Page MenuHomePhabricator

Run httpbb periodically
Open, MediumPublic

Description

In a perfect world, we'd use httpbb to validate every change to the Apache config, so all the tests would always pass in prod. In practice, sometimes we miss changes -- in part because the tests also depend on MediaWiki behavior and other things. When that happens, the tests fail in prod, which makes them less useful for validating future changes. In order for httpbb to be a useful tool, the baseline state of the tests should always be passing.

In order to catch unexpected changes, we should automatically run httpbb periodically (say, once per hour) and generate a nonpaging alert if anything fails.

Open questions on the implementation:

  • Which tests should we run? I'm inclined to start with appserver/* at first to get everything working, then expand to other directories like doc/ and releases/ from there if we think there's value.
  • What individual hosts should we test? "All tests on each appserver" is probably more work than we need to do. We probably don't want to pick a random host every time (the behavior should be consistent, but if it isn't, we don't want that to translate to test flakiness) so maybe we just choose the mwdebug hosts or something.
  • Where should we store the mapping between target hosts and test files? We could put it in hiera, or in a METADATA: block at the top of each yaml test file, or something else. The mapping might vary by the site where httpbb is running -- httpbb is much faster when it stays within a data center, so we might choose to have cumin1001 test an eqiad host and cumin2001 test a codfw host.
  • Do we implement this as a custom Icinga check, or just a systemd timer with Icinga monitoring? Right now the full suite of appserver tests takes 15 seconds to run in-datacenter, but that might get longer as we add more tests, so we might have to think about Icinga check timeouts if we go that route.

Event Timeline

RLazarus triaged this task as Medium priority.Aug 18 2021, 9:18 PM

Two cents re: metrics/alerting, we have the prometheus pushgateway available which seems like a good fit (more info: https://wikitech.wikimedia.org/wiki/Prometheus#Ephemeral_jobs_(Pushgateway))

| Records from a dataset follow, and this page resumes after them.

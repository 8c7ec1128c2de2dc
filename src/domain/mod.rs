//! Domain layer containing business entities and logic.
//!
//! This module defines the short-link lifecycle model independent of
//! infrastructure concerns.
//!
//! # Architecture
//!
//! - [`entities`] - Core business data structures
//! - [`repositories`] - Data access trait definitions
//! - [`time`] - Clock abstraction used for every expiration decision
//!
//! # Design Principles
//!
//! - Domain layer has no dependencies on infrastructure or presentation layers
//! - Repository traits define contracts implemented by infrastructure layer
//! - Business logic is encapsulated in services (see [`crate::application::services`])
//!
//! # Record Lifecycle
//!
//! 1. [`entities::NewLink`] is inserted by the link service on a shorten request
//! 2. The live [`entities::Link`] is only mutated by click increments
//! 3. Once `expires_at` is reached, the first lookup or sweep to notice evicts it
//! 4. Every eviction appends exactly one [`entities::DeletionEntry`]

pub mod entities;
pub mod repositories;
pub mod time;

Thanks for the pointer! I think if we wanted to track metrics from each run, like request latency or number of passing assertions or something, pushgateway would be the tool for the job -- but I think we don't have anything to export apart from the binary "pass/fail" result, so the exit code (plus the detailed test-failure messages on stdout) is probably all we need. If we want timeseries data for anything later on, I'll know how to store it.

What individual hosts should we test? "All tests on each appserver" is probably more work than we need to do. We probably don't want to pick a random host every time (the behavior should be consistent, but if it isn't, we don't want that to translate to test flakiness) so maybe we just choose the mwdebug hosts or something.

I think we should not use mwdebug alone since that is made for testing changes, so either we should test mwdebug _and_ another host or just another host, so that people using mwdebug for testing don't have to worry about triggering alerts and can see if new changes break things as opposed to untouched production hosts.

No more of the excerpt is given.